I know in my head I should react to things, feel things, show emotions but when I do I feel like im lying to people around me because I'm just showing those emotions because society tells me I should. I should love my husband, my family, my friends. I should feel dislike at things, feel like for others etc, When I talk to people it's usually just responses and I feign interest, again, because growing up in the world I've grown up in tells me I need to socialise and talk and react when I'd like nothing more than to just be alone and not bothered. But then on the opposite side of the scale sometimes I crave socialisation in small groups (I play DnD and MTG) to make me feel like I AM alive and that my brain works and is in control.

Since I was a teenager I've often just wanted to disappear, to drop everything, everyone and start a new life alone, somewhere where no one would know me and I wouldn't have to deal with trivial small talk and problems that aren't my own. I know that this is selfish and I tell myself it's selfish but these thoughts don't care. This is where I am currently, in a place where I want to drop everything, leave and disappear because I don't feel I'm worth being part of this world but I don't want my life to end.

Am I in the right place here? I don't know. I've seen various GPs here in UK and none have ever mentioned anything other than depression/anxiety. Cheers for reading.


----------



## tfiio (Nov 10, 2016)

I, and I think a fair number of others here, can sympathize with a lot of what you say. different people will connect to different parts, of course, but you're not alone.


----------



## eeasp (Feb 21, 2017)

Having re-read my post, I think I missed out some bits.


I wrote that sometimes I don't feel that I'm worth being part of this world - this is because mostly I don't feel this is my world, that this world I'm in isn't where i'm supposed to be.
On top of the above, I sometimes, conversely, feel that I am too good for this world and that this isn't my world because I'm meant to be doing something more important in some reality else - anyone else get this one? This one even sounds weird to me when I think about it in my head.
Does anyone else find that sex (male or female, I'm female) brings them a sense of relief (not just on orgasm, I rarely), almost euphoric, like you've left this world for a short amount of time, or is this just how sex feels for everyone else? My partner, and previous ones, never seem to understand this when I've mentioned it...
Even though I feel numb and not really here on a day to day basis I find that the only thing I do care about is how other people perceive me. I'm very self conscious which I guess has caused the anxiety thing. Ever since I was young I've felt different and I think it's this feeling of difference that has caused me to try to be as "normal" as I can in other people's eyes. But then I go and overthink it and end up being more anxious because I worry that I'm over doing the "normalness" acting to a point others might find me weird which scares the crap out of me.

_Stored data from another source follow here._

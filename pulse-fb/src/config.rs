//! Configuration resolution for pulse-fb
//!
//! Composes the shared tier helpers into one `ServiceConfig` at startup.
//! Provider API key priority: environment → TOML config file. A missing
//! key is a startup failure: the pipeline's fallbacks cover provider
//! outages, not an unconfigured service.

use pulse_common::config::{self, FeedbackLimits, TomlConfig};
use pulse_common::{Error, Result};
use std::path::{Path, PathBuf};
use std::time::Duration;
use tracing::{info, warn};

/// Environment variable carrying the provider API key
pub const ENV_PROVIDER_API_KEY: &str = "PULSE_PROVIDER_API_KEY";

/// Default OpenAI-compatible endpoint (Groq)
pub const DEFAULT_PROVIDER_BASE_URL: &str = "https://api.groq.com/openai/v1";

/// Default completion model
pub const DEFAULT_PROVIDER_MODEL: &str = "mixtral-8x7b-32768";

/// Default per-request timeout in seconds
pub const DEFAULT_PROVIDER_TIMEOUT_SECS: u64 = 30;

/// Resolved provider settings, injected into the enrichment client
#[derive(Debug, Clone)]
pub struct ProviderConfig {
    pub base_url: String,
    pub api_key: String,
    pub model: String,
    /// Bounds every generation call
    pub timeout: Duration,
}

/// Fully resolved service configuration
///
/// Built once in `main` and passed into constructors; nothing reads
/// configuration sources after startup.
#[derive(Debug, Clone)]
pub struct ServiceConfig {
    pub port: u16,
    pub database_path: PathBuf,
    pub provider: ProviderConfig,
    pub limits: FeedbackLimits,
}

impl ServiceConfig {
    /// Resolve all configuration from CLI overrides, environment
    /// variables, and the TOML config file
    pub fn resolve(
        config_path: Option<&Path>,
        port: Option<u16>,
        database_path: Option<&Path>,
    ) -> Result<Self> {
        let path = config::resolve_config_path(config_path);
        let file = TomlConfig::load(&path)?;

        let provider = ProviderConfig {
            base_url: file
                .provider
                .base_url
                .clone()
                .unwrap_or_else(|| DEFAULT_PROVIDER_BASE_URL.to_string()),
            api_key: resolve_provider_api_key(&file)?,
            model: file
                .provider
                .model
                .clone()
                .unwrap_or_else(|| DEFAULT_PROVIDER_MODEL.to_string()),
            timeout: Duration::from_secs(
                file.provider
                    .timeout_secs
                    .unwrap_or(DEFAULT_PROVIDER_TIMEOUT_SECS),
            ),
        };

        Ok(Self {
            port: config::resolve_port(port, &file),
            database_path: config::resolve_database_path(database_path, &file),
            provider,
            limits: config::resolve_limits(&file),
        })
    }
}

/// Resolve the provider API key from 2-tier configuration
///
/// **Priority:** ENV → TOML
pub fn resolve_provider_api_key(file: &TomlConfig) -> Result<String> {
    let mut sources = Vec::new();

    let env_key = std::env::var(ENV_PROVIDER_API_KEY).ok();
    if let Some(key) = &env_key {
        if is_valid_key(key) {
            sources.push("environment");
        }
    }

    let toml_key = file.provider.api_key.as_ref();
    if let Some(key) = toml_key {
        if is_valid_key(key) {
            sources.push("TOML");
        }
    }

    // Warn if multiple sources (potential misconfiguration)
    if sources.len() > 1 {
        warn!(
            "Provider API key found in multiple sources: {}. Using environment (highest priority).",
            sources.join(", ")
        );
    }

    if let Some(key) = env_key {
        if is_valid_key(&key) {
            info!("Provider API key loaded from environment variable");
            return Ok(key.trim().to_string());
        }
    }

    if let Some(key) = toml_key {
        if is_valid_key(key) {
            info!("Provider API key loaded from TOML config");
            return Ok(key.trim().to_string());
        }
    }

    Err(Error::Config(format!(
        "Provider API key not configured. Set {} or add api_key under [provider] in the config file.",
        ENV_PROVIDER_API_KEY
    )))
}

/// Validate API key (non-empty, non-whitespace)
fn is_valid_key(key: &str) -> bool {
    !key.trim().is_empty()
}
//! Feedback record persistence
//!
//! Append-only: records are never updated or deleted once written.
//! Append is idempotent by id, so a retried submission cannot duplicate
//! a row.

use chrono::{DateTime, Utc};
use sqlx::{Row, SqlitePool};
use uuid::Uuid;

use crate::models::FeedbackRecord;
use pulse_common::{Error, Result};

/// Append one record to the store
///
/// `ON CONFLICT(id) DO NOTHING` gives at-most-once semantics per record
/// id: re-appending an already stored record is a successful no-op. The
/// single-statement insert leaves no partial record on failure.
pub async fn append_feedback(pool: &SqlitePool, record: &FeedbackRecord) -> Result<()> {
    // Prepare all data before acquiring a connection
    let id = record.id.to_string();
    let created_at = record.created_at.to_rfc3339();
    let rating = record.rating as i64;

    let result = sqlx::query(
        r#"
        INSERT INTO feedback (
            id, created_at, rating, review,
            ai_response, ai_summary, ai_actions,
            name, email, category
        ) VALUES (?, ?, ?, ?, ?, ?, ?, ?, ?, ?)
        ON CONFLICT(id) DO NOTHING
        "#,
    )
    .bind(&id)
    .bind(&created_at)
    .bind(rating)
    .bind(&record.review)
    .bind(&record.ai_response)
    .bind(&record.ai_summary)
    .bind(&record.ai_actions)
    .bind(&record.name)
    .bind(&record.email)
    .bind(&record.category)
    .execute(pool)
    .await?;

    if result.rows_affected() == 0 {
        tracing::debug!(record_id = %record.id, "Record already stored, append is a no-op");
    }

    Ok(())
}

/// Load every stored record
///
/// No ordering contract: ordering belongs to the aggregation engine.
/// An empty store yields an empty vector, which is distinct from a
/// storage error.
pub async fn load_all_feedback(pool: &SqlitePool) -> Result<Vec<FeedbackRecord>> {
    let rows = sqlx::query(
        r#"
        SELECT id, created_at, rating, review,
               ai_response, ai_summary, ai_actions,
               name, email, category
        FROM feedback
        "#,
    )
    .fetch_all(pool)
    .await?;

    rows.into_iter().map(record_from_row).collect()
}

/// Count stored records (diagnostics)
pub async fn count_feedback(pool: &SqlitePool) -> Result<i64> {
    let count: i64 = sqlx::query_scalar("SELECT COUNT(*) FROM feedback")
        .fetch_one(pool)
        .await?;
    Ok(count)
}

fn record_from_row(row: sqlx::sqlite::SqliteRow) -> Result<FeedbackRecord> {
    let id: String = row.get("id");
    let id = Uuid::parse_str(&id)
        .map_err(|e| Error::Internal(format!("Invalid record id: {}", e)))?;

    let created_at: String = row.get("created_at");
    let created_at = DateTime::parse_from_rfc3339(&created_at)
        .map_err(|e| Error::Internal(format!("Invalid created_at: {}", e)))?
        .with_timezone(&Utc);

    let rating: i64 = row.get("rating");
    let rating = u8::try_from(rating)
        .map_err(|_| Error::Internal(format!("Invalid rating in stored row: {}", rating)))?;

    Ok(FeedbackRecord {
        id,
        created_at,
        rating,
        review: row.get("review"),
        ai_response: row.get("ai_response"),
        ai_summary: row.get("ai_summary"),
        ai_actions: row.get("ai_actions"),
        name: row.get("name"),
        email: row.get("email"),
        category: row.get("category"),
    })
}
//! Aggregation engine
//!
//! Pure computations over loaded feedback records. No I/O here: callers
//! load records from the store and hand them in, and results are
//! recomputed per request.

use std::collections::{BTreeMap, BTreeSet};

use chrono::NaiveDate;
use serde::{Deserialize, Serialize};

use crate::models::FeedbackRecord;

/// Ratings at or above this count as positive
const POSITIVE_THRESHOLD: u8 = 4;

/// Ratings at or below this count as negative
const NEGATIVE_THRESHOLD: u8 = 2;

/// Summary statistics over a set of feedback records
///
/// Every statistic is fully defined for empty input: no NaN, no panic.
#[derive(Debug, Clone, PartialEq, Serialize, Deserialize)]
pub struct AggregateView {
    /// Number of records aggregated; 0 flags an empty input
    pub count: usize,
    /// Arithmetic mean rating; exactly 0.0 when count is 0
    pub mean_rating: f64,
    /// Fraction of ratings >= 4, in [0, 1]; 0.0 when count is 0
    pub positive_rate: f64,
    /// Number of ratings <= 2
    pub negative_count: u64,
    /// Submissions per star; always exactly the keys 1..=5, zero-filled
    pub rating_histogram: BTreeMap<u8, u64>,
    /// Submissions per UTC calendar day of `created_at`; only days with
    /// at least one submission appear, in ascending date order
    pub daily_series: BTreeMap<NaiveDate, u64>,
}

/// Listing sort order
#[derive(Debug, Clone, Copy, PartialEq, Eq, Default, Serialize, Deserialize)]
#[serde(rename_all = "snake_case")]
pub enum SortKey {
    /// Most recent first (default)
    #[default]
    Newest,
    /// Oldest first
    Oldest,
    /// Highest rating first
    HighestRating,
    /// Lowest rating first
    LowestRating,
}

/// Compute summary statistics over the given records
pub fn summarize(records: &[FeedbackRecord]) -> AggregateView {
    let count = records.len();
    let mut rating_histogram: BTreeMap<u8, u64> = (1..=5).map(|star| (star, 0)).collect();
    let mut daily_series: BTreeMap<NaiveDate, u64> = BTreeMap::new();
    let mut rating_sum: u64 = 0;
    let mut positive: u64 = 0;
    let mut negative_count: u64 = 0;

    for record in records {
        rating_sum += record.rating as u64;
        if record.rating >= POSITIVE_THRESHOLD {
            positive += 1;
        }
        if record.rating <= NEGATIVE_THRESHOLD {
            negative_count += 1;
        }
        // Ratings are validated upstream; only the fixed 1..=5 keys exist
        if let Some(slot) = rating_histogram.get_mut(&record.rating) {
            *slot += 1;
        }
        *daily_series
            .entry(record.created_at.date_naive())
            .or_insert(0) += 1;
    }

    let (mean_rating, positive_rate) = if count == 0 {
        (0.0, 0.0)
    } else {
        (
            rating_sum as f64 / count as f64,
            positive as f64 / count as f64,
        )
    };

    AggregateView {
        count,
        mean_rating,
        positive_rate,
        negative_count,
        rating_histogram,
        daily_series,
    }
}

/// Filter records by included ratings, then order them
///
/// An empty `ratings_included` set keeps nothing. All four sort orders
/// break ties by id ascending, so equal keys yield a deterministic
/// listing.
pub fn filter_and_sort(
    records: Vec<FeedbackRecord>,
    ratings_included: &BTreeSet<u8>,
    sort: SortKey,
) -> Vec<FeedbackRecord> {
    let mut filtered: Vec<FeedbackRecord> = records
        .into_iter()
        .filter(|record| ratings_included.contains(&record.rating))
        .collect();

    filtered.sort_by(|a, b| {
        let ordering = match sort {
            SortKey::Newest => b.created_at.cmp(&a.created_at),
            SortKey::Oldest => a.created_at.cmp(&b.created_at),
            SortKey::HighestRating => b.rating.cmp(&a.rating),
            SortKey::LowestRating => a.rating.cmp(&b.rating),
        };
        ordering.then_with(|| a.id.cmp(&b.id))
    });

    filtered
}

/// The full rating set 1..=5 (the keep-everything filter)
pub fn all_ratings() -> BTreeSet<u8> {
    (1..=5).collect()
}

/// Count records per category
///
/// Records without the optional category field are omitted.
pub fn category_breakdown(records: &[FeedbackRecord]) -> BTreeMap<String, u64> {
    let mut counts: BTreeMap<String, u64> = BTreeMap::new();
    for record in records {
        if let Some(category) = &record.category {
            *counts.entry(category.clone()).or_insert(0) += 1;
        }
    }
    counts
}

/// Count distinct submitter emails
///
/// Records without the optional email field are omitted, so anonymous
/// submissions never inflate the count.
pub fn unique_users(records: &[FeedbackRecord]) -> usize {
    records
        .iter()
        .filter_map(|record| record.email.as_deref())
        .collect::<BTreeSet<_>>()
        .len()
}
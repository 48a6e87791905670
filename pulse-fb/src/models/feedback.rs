//! Feedback record types and validation
//!
//! `NewFeedback` is raw caller input. `validate` turns it into a
//! `ValidatedFeedback` witness (the only failure path in this module), and
//! `FeedbackRecord::assemble` combines that witness with the three
//! derivation outputs into the immutable persisted record.

use chrono::{DateTime, Utc};
use pulse_common::config::FeedbackLimits;
use serde::{Deserialize, Serialize};
use thiserror::Error;
use uuid::Uuid;

/// Validation failures for incoming feedback
///
/// Messages are corrective and safe to return to the caller verbatim.
#[derive(Debug, Clone, PartialEq, Eq, Error)]
pub enum ValidationError {
    /// Rating outside 1..=5. Out-of-range values are rejected, never
    /// clamped.
    #[error("rating must be between 1 and 5, got {0}")]
    RatingOutOfRange(i64),

    /// Review empty or whitespace-only
    #[error("review must not be empty")]
    EmptyReview,

    /// Review over the configured length cap
    #[error("review is {len} characters, maximum is {max}")]
    ReviewTooLong { len: usize, max: usize },
}

/// Raw feedback input as submitted by the caller
///
/// `name`, `email`, and `category` are optional extension fields; the
/// core pipeline never depends on them.
#[derive(Debug, Clone, Serialize, Deserialize)]
pub struct NewFeedback {
    /// Star rating, expected 1..=5 (validated, not trusted)
    pub rating: i64,
    /// Free-text review
    pub review: String,
    /// Optional submitter name
    #[serde(default)]
    pub name: Option<String>,
    /// Optional submitter email
    #[serde(default)]
    pub email: Option<String>,
    /// Optional feedback category (e.g. "Product", "Service")
    #[serde(default)]
    pub category: Option<String>,
}

impl NewFeedback {
    /// Validate raw input, before any provider or storage I/O
    ///
    /// The review is trimmed; optional fields are trimmed with empty
    /// strings collapsed to `None`.
    pub fn validate(self, limits: &FeedbackLimits) -> Result<ValidatedFeedback, ValidationError> {
        if !(1..=5).contains(&self.rating) {
            return Err(ValidationError::RatingOutOfRange(self.rating));
        }

        let review = self.review.trim().to_string();
        if review.is_empty() {
            return Err(ValidationError::EmptyReview);
        }

        let len = review.chars().count();
        if len > limits.max_review_chars {
            return Err(ValidationError::ReviewTooLong {
                len,
                max: limits.max_review_chars,
            });
        }

        Ok(ValidatedFeedback {
            rating: self.rating as u8,
            review,
            name: normalize_optional(self.name),
            email: normalize_optional(self.email),
            category: normalize_optional(self.category),
        })
    }
}

fn normalize_optional(value: Option<String>) -> Option<String> {
    value
        .map(|v| v.trim().to_string())
        .filter(|v| !v.is_empty())
}

/// Feedback that passed validation; rating is known to be 1..=5
#[derive(Debug, Clone)]
pub struct ValidatedFeedback {
    pub rating: u8,
    pub review: String,
    pub name: Option<String>,
    pub email: Option<String>,
    pub category: Option<String>,
}

/// The three derivation outputs
///
/// Always present: a failed derivation carries its documented fallback
/// text, never null.
#[derive(Debug, Clone, PartialEq, Eq)]
pub struct DerivedFields {
    pub ai_response: String,
    pub ai_summary: String,
    pub ai_actions: String,
}

/// Immutable persisted feedback record
#[derive(Debug, Clone, PartialEq, Eq, Serialize, Deserialize)]
pub struct FeedbackRecord {
    /// UUID v7: globally unique and timestamp-derived, so ascending id
    /// order approximates arrival order
    pub id: Uuid,
    /// When the record was assembled (UTC)
    pub created_at: DateTime<Utc>,
    /// Star rating, 1..=5
    pub rating: u8,
    /// Trimmed review text
    pub review: String,
    /// Empathetic acknowledgement (derived or fallback)
    pub ai_response: String,
    /// One-sentence summary (derived or fallback)
    pub ai_summary: String,
    /// Suggested follow-up actions (derived or fallback)
    pub ai_actions: String,
    /// Optional submitter name
    pub name: Option<String>,
    /// Optional submitter email
    pub email: Option<String>,
    /// Optional feedback category
    pub category: Option<String>,
}

impl FeedbackRecord {
    /// Assemble the immutable record from validated input and derivations
    ///
    /// Assigns a fresh id and `created_at`; copies everything else
    /// verbatim. No failure modes beyond the validation already performed
    /// upstream.
    pub fn assemble(input: ValidatedFeedback, derived: DerivedFields) -> Self {
        Self {
            id: Uuid::now_v7(),
            created_at: Utc::now(),
            rating: input.rating,
            review: input.review,
            ai_response: derived.ai_response,
            ai_summary: derived.ai_summary,
            ai_actions: derived.ai_actions,
            name: input.name,
            email: input.email,
            category: input.category,
        }
    }
}
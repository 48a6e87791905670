//! Server-Sent Events endpoint
//!
//! Streams every pipeline event to connected dashboards. Slow clients
//! that lag behind the broadcast buffer skip ahead rather than stalling
//! the pipeline.

use axum::{
    extract::State,
    response::sse::{Event, KeepAlive, Sse},
};
use futures::stream::Stream;
use std::convert::Infallible;
use std::time::Duration;
use tokio::sync::broadcast::error::RecvError;
use tracing::{debug, warn};

use crate::AppState;

/// Heartbeat interval to keep idle connections open
const HEARTBEAT_INTERVAL: Duration = Duration::from_secs(15);

/// GET /api/events
///
/// Each event goes out as an SSE message whose event name is the
/// variant tag and whose data is the JSON payload.
pub async fn event_stream(
    State(state): State<AppState>,
) -> Sse<impl Stream<Item = Result<Event, Infallible>>> {
    let mut rx = state.event_bus.subscribe();
    debug!("SSE client connected");

    let stream = async_stream::stream! {
        yield Ok(Event::default().event("Connected").data("{}"));

        let mut heartbeat = tokio::time::interval(HEARTBEAT_INTERVAL);
        heartbeat.tick().await;

        loop {
            tokio::select! {
                _ = heartbeat.tick() => {
                    yield Ok(Event::default().event("Heartbeat").data("{}"));
                }
                received = rx.recv() => {
                    match received {
                        Ok(event) => {
                            match serde_json::to_string(&event) {
                                Ok(json) => {
                                    yield Ok(Event::default()
                                        .event(event.event_type())
                                        .data(json));
                                }
                                Err(e) => {
                                    warn!("Failed to serialize event for SSE: {}", e);
                                }
                            }
                        }
                        Err(RecvError::Lagged(skipped)) => {
                            warn!("SSE client lagged, skipped {} events", skipped);
                        }
                        Err(RecvError::Closed) => {
                            debug!("Event bus closed, ending SSE stream");
                            break;
                        }
                    }
                }
            }
        }
    };

    Sse::new(stream).keep_alive(KeepAlive::default())
}
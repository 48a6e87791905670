//! Feedback Service (pulse-fb) - Main entry point
//!
//! Accepts customer feedback over HTTP, enriches each entry with
//! LLM-derived response, summary, and action items, and persists
//! the result to the append-only feedback store.

use std::net::SocketAddr;
use std::path::PathBuf;

use anyhow::{Context, Result};
use clap::Parser;
use tokio::signal;
use tracing::info;
use tracing_subscriber::{layer::SubscriberExt, util::SubscriberInitExt};

use pulse_common::events::EventBus;
use pulse_fb::config::ServiceConfig;
use pulse_fb::services::EnrichmentClient;
use pulse_fb::{build_router, AppState};

/// Command-line arguments for pulse-fb
#[derive(Parser, Debug)]
#[command(name = "pulse-fb")]
#[command(about = "Customer feedback microservice for Pulse")]
#[command(version)]
struct Args {
    /// Path to the TOML configuration file
    #[arg(short, long)]
    config: Option<PathBuf>,

    /// Port to listen on
    #[arg(short, long)]
    port: Option<u16>,

    /// Path to the feedback database file
    #[arg(short, long)]
    database: Option<PathBuf>,
}

#[tokio::main]
async fn main() -> Result<()> {
    // Initialize tracing
    tracing_subscriber::registry()
        .with(
            tracing_subscriber::EnvFilter::try_from_default_env()
                .unwrap_or_else(|_| "pulse_fb=debug,tower_http=debug".into()),
        )
        .with(tracing_subscriber::fmt::layer())
        .init();

    // Parse command-line arguments
    let args = Args::parse();

    // Resolve configuration once; handlers only ever see this snapshot
    let config = ServiceConfig::resolve(
        args.config.as_deref(),
        args.port,
        args.database.as_deref(),
    )
    .context("Failed to resolve configuration")?;

    info!("Starting Pulse feedback service on port {}", config.port);
    info!("Database: {}", config.database_path.display());

    let db = pulse_fb::db::init_database_pool(&config.database_path)
        .await
        .context("Failed to initialize database")?;
    info!("Database initialized");

    let event_bus = EventBus::new(100);
    let enricher =
        EnrichmentClient::new(&config.provider).context("Failed to build enrichment client")?;

    let state = AppState::new(db, event_bus, enricher, config.limits);
    let app = build_router(state);

    // Create socket address
    let addr = SocketAddr::from(([0, 0, 0, 0], config.port));

    info!("Starting HTTP server on {}", addr);

    // Create and run the server
    let listener = tokio::net::TcpListener::bind(addr)
        .await
        .context("Failed to bind to address")?;

    axum::serve(listener, app)
        .with_graceful_shutdown(shutdown_signal())
        .await
        .context("Server error")?;

    info!("Server shutdown complete");
    Ok(())
}

/// Graceful shutdown signal handler
async fn shutdown_signal() {
    let ctrl_c = async {
        signal::ctrl_c()
            .await
            .expect("Failed to install Ctrl+C handler");
    };

    #[cfg(unix)]
    let terminate = async {
        signal::unix::signal(signal::unix::SignalKind::terminate())
            .expect("Failed to install signal handler")
            .recv()
            .await;
    };

    #[cfg(not(unix))]
    let terminate = std::future::pending::<()>();

    tokio::select! {
        _ = ctrl_c => {
            info!("Received Ctrl+C, shutting down");
        },
        _ = terminate => {
            info!("Received terminate signal, shutting down");
        },
    }
}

Basically, I have a whole load of conflicting thoughts in my head that whir around, crash into each other and converge which all manifests in a way that causes me to be confident, cocky, anxious, empty, hateful, tearful, uncaring and lost. Yay for brain confliction. No wonder my brain hurts everyday.

Anyway, I think that just about covers me. If I think of anything else I'll add to this. Again, thank you for reading.


----------



## Billy D.P. (Apr 12, 2016)

Like others have said, I totally agree and see where you're coming from. I've always felt like I just wanted to run away, start a new life somewhere, escape everything. I actually did a few times too and it was the happiest I've ever been. I learned in therapy, however, that I've been running from my problems all my life. At some point you have to look yourself in the mirror (difficult for DP suffers, I know) and acknowledge your problems and what you're running from and face your fears. That's the only way you can begin to recover or at least cope with this condition.


----------



## eddy1886 (Oct 11, 2012)

eeasp.................i hear ya miss.........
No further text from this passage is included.